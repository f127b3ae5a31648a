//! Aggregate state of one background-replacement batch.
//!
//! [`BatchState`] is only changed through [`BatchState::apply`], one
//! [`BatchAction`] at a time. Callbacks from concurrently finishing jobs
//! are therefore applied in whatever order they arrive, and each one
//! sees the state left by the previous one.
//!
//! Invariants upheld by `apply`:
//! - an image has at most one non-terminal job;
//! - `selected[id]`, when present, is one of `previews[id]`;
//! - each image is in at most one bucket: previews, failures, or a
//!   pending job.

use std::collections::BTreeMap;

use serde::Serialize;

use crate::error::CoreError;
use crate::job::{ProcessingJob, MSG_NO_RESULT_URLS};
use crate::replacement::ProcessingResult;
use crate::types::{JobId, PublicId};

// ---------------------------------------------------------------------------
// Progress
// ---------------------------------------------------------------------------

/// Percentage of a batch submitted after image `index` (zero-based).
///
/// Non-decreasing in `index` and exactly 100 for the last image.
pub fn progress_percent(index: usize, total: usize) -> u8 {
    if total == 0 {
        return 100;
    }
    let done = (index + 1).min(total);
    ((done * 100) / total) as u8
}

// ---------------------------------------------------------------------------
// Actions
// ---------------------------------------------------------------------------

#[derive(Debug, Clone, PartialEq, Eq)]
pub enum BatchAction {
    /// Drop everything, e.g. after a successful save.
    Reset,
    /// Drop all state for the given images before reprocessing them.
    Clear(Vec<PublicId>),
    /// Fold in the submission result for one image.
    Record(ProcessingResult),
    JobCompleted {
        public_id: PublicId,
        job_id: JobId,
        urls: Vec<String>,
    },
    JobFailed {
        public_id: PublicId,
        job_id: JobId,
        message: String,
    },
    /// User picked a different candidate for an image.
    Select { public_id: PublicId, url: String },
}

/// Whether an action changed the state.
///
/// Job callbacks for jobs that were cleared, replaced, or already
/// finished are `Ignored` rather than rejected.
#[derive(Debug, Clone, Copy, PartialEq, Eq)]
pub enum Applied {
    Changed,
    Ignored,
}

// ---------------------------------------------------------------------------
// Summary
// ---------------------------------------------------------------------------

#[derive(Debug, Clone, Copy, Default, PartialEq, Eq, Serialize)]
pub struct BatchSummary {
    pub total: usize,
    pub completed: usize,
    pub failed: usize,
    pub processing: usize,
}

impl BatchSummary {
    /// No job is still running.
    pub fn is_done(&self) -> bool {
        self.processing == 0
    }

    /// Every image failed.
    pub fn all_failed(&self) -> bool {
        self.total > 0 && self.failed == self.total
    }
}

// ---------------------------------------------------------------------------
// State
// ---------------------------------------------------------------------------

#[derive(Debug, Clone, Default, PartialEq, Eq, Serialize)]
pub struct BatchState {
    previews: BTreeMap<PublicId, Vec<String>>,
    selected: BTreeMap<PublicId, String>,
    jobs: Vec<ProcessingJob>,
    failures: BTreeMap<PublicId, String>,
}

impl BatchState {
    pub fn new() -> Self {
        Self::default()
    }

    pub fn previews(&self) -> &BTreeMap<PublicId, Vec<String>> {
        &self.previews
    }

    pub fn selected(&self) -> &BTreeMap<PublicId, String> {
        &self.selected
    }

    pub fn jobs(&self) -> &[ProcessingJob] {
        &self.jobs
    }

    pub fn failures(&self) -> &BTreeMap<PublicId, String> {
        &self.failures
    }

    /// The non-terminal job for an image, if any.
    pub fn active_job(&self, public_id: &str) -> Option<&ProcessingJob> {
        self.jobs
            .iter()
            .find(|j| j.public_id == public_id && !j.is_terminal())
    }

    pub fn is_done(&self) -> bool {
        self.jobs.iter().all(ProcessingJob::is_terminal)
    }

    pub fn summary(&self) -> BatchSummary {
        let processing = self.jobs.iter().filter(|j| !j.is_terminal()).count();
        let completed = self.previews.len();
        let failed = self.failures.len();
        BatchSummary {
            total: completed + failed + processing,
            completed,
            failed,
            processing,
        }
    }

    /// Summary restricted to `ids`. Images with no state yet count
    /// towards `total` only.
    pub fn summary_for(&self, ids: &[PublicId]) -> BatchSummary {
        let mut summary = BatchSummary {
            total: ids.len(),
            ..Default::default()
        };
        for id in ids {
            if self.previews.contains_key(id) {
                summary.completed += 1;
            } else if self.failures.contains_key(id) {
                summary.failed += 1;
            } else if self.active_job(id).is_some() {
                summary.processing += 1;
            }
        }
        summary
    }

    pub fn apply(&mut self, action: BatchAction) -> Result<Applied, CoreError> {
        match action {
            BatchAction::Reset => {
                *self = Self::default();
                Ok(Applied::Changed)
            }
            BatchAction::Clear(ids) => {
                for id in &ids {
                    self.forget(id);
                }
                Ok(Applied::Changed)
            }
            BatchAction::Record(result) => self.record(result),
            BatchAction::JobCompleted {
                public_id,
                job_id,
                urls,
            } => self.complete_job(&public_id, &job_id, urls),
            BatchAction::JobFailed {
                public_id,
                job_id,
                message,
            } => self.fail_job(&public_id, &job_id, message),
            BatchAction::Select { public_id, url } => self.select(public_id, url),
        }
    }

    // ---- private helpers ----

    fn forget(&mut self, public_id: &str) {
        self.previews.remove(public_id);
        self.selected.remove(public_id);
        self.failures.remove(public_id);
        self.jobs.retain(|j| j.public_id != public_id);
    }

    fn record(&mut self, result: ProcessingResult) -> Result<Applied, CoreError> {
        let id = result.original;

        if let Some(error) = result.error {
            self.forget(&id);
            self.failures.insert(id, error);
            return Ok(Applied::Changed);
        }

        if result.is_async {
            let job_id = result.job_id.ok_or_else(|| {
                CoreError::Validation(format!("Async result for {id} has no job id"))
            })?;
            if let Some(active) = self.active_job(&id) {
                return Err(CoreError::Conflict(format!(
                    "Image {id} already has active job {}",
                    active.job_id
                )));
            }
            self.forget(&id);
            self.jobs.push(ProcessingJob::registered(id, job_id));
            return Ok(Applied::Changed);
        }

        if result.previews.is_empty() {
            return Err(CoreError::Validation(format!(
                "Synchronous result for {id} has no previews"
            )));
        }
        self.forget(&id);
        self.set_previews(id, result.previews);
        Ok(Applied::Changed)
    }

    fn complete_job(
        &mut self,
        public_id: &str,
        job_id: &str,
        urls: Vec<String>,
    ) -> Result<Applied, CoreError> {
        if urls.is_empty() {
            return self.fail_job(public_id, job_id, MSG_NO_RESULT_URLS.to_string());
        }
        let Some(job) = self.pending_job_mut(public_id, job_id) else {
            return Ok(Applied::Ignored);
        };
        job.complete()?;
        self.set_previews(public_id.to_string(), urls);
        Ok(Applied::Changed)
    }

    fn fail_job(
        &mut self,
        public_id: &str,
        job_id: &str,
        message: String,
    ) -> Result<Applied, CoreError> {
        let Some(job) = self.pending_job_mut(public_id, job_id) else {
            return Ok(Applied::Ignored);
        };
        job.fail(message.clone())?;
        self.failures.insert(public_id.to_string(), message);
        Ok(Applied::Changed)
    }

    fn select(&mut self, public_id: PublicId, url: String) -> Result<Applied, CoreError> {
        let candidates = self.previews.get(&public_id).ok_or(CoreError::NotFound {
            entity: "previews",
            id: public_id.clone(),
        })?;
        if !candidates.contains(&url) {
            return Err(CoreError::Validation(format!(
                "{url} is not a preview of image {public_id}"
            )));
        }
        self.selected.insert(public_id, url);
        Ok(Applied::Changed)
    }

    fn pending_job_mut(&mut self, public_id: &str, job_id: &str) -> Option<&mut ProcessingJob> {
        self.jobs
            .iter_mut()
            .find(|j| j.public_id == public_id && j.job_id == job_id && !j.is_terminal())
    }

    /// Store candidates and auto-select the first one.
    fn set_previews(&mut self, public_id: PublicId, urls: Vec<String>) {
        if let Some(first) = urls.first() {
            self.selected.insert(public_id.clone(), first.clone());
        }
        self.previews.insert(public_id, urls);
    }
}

# WHAT YOU HAVE TO DO:
What is needed is each line from the records with the word "crate" in it.

# TASK ANSWER:
use crate::error::CoreError;
use crate::job::{ProcessingJob, MSG_NO_RESULT_URLS};
use crate::replacement::ProcessingResult;
use crate::types::{JobId, PublicId};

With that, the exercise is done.